══ Data supplied ══

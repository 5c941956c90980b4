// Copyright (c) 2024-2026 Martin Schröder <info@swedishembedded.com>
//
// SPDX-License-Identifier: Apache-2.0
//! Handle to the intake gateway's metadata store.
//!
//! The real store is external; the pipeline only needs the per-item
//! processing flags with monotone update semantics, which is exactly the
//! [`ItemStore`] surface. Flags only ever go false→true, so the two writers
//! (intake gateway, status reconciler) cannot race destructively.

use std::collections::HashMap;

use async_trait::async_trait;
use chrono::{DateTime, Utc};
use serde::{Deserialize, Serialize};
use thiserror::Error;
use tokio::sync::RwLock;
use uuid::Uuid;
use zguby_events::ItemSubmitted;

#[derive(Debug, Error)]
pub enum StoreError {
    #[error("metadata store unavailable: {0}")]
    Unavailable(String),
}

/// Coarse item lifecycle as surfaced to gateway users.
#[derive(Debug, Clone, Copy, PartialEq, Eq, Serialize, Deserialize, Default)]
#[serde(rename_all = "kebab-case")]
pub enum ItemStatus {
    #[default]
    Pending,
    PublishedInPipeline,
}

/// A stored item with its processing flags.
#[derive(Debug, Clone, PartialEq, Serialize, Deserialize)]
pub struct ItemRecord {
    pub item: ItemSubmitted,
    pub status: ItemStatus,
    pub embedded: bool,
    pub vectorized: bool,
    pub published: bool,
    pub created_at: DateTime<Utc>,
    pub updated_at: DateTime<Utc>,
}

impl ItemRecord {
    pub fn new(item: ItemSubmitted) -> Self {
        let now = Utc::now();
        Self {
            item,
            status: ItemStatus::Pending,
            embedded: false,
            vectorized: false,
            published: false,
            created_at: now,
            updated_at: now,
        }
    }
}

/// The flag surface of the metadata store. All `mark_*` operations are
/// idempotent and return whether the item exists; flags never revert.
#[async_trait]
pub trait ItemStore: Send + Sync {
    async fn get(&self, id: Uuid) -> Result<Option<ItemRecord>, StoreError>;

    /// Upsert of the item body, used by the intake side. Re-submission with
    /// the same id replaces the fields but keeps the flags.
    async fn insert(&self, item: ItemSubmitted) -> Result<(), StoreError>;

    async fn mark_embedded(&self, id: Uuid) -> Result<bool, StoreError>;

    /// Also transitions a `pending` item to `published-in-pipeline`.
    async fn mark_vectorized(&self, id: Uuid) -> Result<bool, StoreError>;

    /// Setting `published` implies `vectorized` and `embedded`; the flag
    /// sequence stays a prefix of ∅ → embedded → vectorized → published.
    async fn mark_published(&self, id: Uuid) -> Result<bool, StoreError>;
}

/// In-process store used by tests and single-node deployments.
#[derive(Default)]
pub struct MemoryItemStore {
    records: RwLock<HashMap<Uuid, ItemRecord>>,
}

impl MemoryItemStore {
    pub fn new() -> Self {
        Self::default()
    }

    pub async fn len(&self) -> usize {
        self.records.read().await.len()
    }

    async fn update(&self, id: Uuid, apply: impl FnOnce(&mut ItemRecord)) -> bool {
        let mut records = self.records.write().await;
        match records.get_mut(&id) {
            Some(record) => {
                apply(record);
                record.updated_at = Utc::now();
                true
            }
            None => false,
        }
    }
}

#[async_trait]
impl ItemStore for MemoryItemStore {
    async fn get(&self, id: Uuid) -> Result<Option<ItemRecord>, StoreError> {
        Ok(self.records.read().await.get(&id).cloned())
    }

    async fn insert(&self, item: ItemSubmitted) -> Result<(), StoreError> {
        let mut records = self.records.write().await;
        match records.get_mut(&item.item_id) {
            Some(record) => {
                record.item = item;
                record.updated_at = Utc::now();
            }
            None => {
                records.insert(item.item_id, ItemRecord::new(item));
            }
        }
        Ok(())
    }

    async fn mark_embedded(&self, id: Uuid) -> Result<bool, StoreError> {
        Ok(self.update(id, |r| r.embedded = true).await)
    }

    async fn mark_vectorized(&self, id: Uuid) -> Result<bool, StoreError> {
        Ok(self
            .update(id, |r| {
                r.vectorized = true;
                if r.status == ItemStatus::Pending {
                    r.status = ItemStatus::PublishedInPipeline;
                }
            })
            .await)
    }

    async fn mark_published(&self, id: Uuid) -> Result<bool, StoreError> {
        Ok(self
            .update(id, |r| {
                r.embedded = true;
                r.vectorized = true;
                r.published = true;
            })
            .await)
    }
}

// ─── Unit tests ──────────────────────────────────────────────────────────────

═══

◆ **Work order**
Go through the entries above and write each one out exactly.

◆ **Response box**
repository 5c941956c90980b4
// Copyright (c) 2024-2026 Martin Schröder <info@swedishembedded.com>
//
// SPDX-License-Identifier: Apache-2.0
//! Handle to the intake gateway's metadata store.
//!
//! The real store is external; the pipeline only needs the per-item
//! processing flags with monotone update semantics, which is exactly the
//! [`ItemStore`] surface. Flags only ever go false→true, so the two writers
//! (intake gateway, status reconciler) cannot race destructively.

use std::collections::HashMap;

use async_trait::async_trait;
use chrono::{DateTime, Utc};
use serde::{Deserialize, Serialize};
use thiserror::Error;
use tokio::sync::RwLock;
use uuid::Uuid;
use zguby_events::ItemSubmitted;

#[derive(Debug, Error)]
pub enum StoreError {
    #[error("metadata store unavailable: {0}")]
    Unavailable(String),
}

/// Coarse item lifecycle as surfaced to gateway users.
#[derive(Debug, Clone, Copy, PartialEq, Eq, Serialize, Deserialize, Default)]
#[serde(rename_all = "kebab-case")]
pub enum ItemStatus {
    #[default]
    Pending,
    PublishedInPipeline,
}

/// A stored item with its processing flags.
#[derive(Debug, Clone, PartialEq, Serialize, Deserialize)]
pub struct ItemRecord {
    pub item: ItemSubmitted,
    pub status: ItemStatus,
    pub embedded: bool,
    pub vectorized: bool,
    pub published: bool,
    pub created_at: DateTime<Utc>,
    pub updated_at: DateTime<Utc>,
}

impl ItemRecord {
    pub fn new(item: ItemSubmitted) -> Self {
        let now = Utc::now();
        Self {
            item,
            status: ItemStatus::Pending,
            embedded: false,
            vectorized: false,
            published: false,
            created_at: now,
            updated_at: now,
        }
    }
}

/// The flag surface of the metadata store. All `mark_*` operations are
/// idempotent and return whether the item exists; flags never revert.
#[async_trait]
pub trait ItemStore: Send + Sync {
    async fn get(&self, id: Uuid) -> Result<Option<ItemRecord>, StoreError>;

    /// Upsert of the item body, used by the intake side. Re-submission with
    /// the same id replaces the fields but keeps the flags.
    async fn insert(&self, item: ItemSubmitted) -> Result<(), StoreError>;

    async fn mark_embedded(&self, id: Uuid) -> Result<bool, StoreError>;

    /// Also transitions a `pending` item to `published-in-pipeline`.
    async fn mark_vectorized(&self, id: Uuid) -> Result<bool, StoreError>;

    /// Setting `published` implies `vectorized` and `embedded`; the flag
    /// sequence stays a prefix of ∅ → embedded → vectorized → published.
    async fn mark_published(&self, id: Uuid) -> Result<bool, StoreError>;
}

/// In-process store used by tests and single-node deployments.
#[derive(Default)]
pub struct MemoryItemStore {
    records: RwLock<HashMap<Uuid, ItemRecord>>,
}

impl MemoryItemStore {
    pub fn new() -> Self {
        Self::default()
    }

    pub async fn len(&self) -> usize {
        self.records.read().await.len()
    }

    async fn update(&self, id: Uuid, apply: impl FnOnce(&mut ItemRecord)) -> bool {
        let mut records = self.records.write().await;
        match records.get_mut(&id) {
            Some(record) => {
                apply(record);
                record.updated_at = Utc::now();
                true
            }
            None => false,
        }
    }
}

#[async_trait]
impl ItemStore for MemoryItemStore {
    async fn get(&self, id: Uuid) -> Result<Option<ItemRecord>, StoreError> {
        Ok(self.records.read().await.get(&id).cloned())
    }

    async fn insert(&self, item: ItemSubmitted) -> Result<(), StoreError> {
        let mut records = self.records.write().await;
        match records.get_mut(&item.item_id) {
            Some(record) => {
                record.item = item;
                record.updated_at = Utc::now();
            }
            None => {
                records.insert(item.item_id, ItemRecord::new(item));
            }
        }
        Ok(())
    }

    async fn mark_embedded(&self, id: Uuid) -> Result<bool, StoreError> {
        Ok(self.update(id, |r| r.embedded = true).await)
    }

    async fn mark_vectorized(&self, id: Uuid) -> Result<bool, StoreError> {
        Ok(self
            .update(id, |r| {
                r.vectorized = true;
                if r.status == ItemStatus::Pending {
                    r.status = ItemStatus::PublishedInPipeline;
                }
            })
            .await)
    }

    async fn mark_published(&self, id: Uuid) -> Result<bool, StoreError> {
        Ok(self
            .update(id, |r| {
                r.embedded = true;
                r.vectorized = true;
                r.published = true;
            })
            .await)
    }
}

// ─── Unit tests ──────────────────────────────────────────────────────────────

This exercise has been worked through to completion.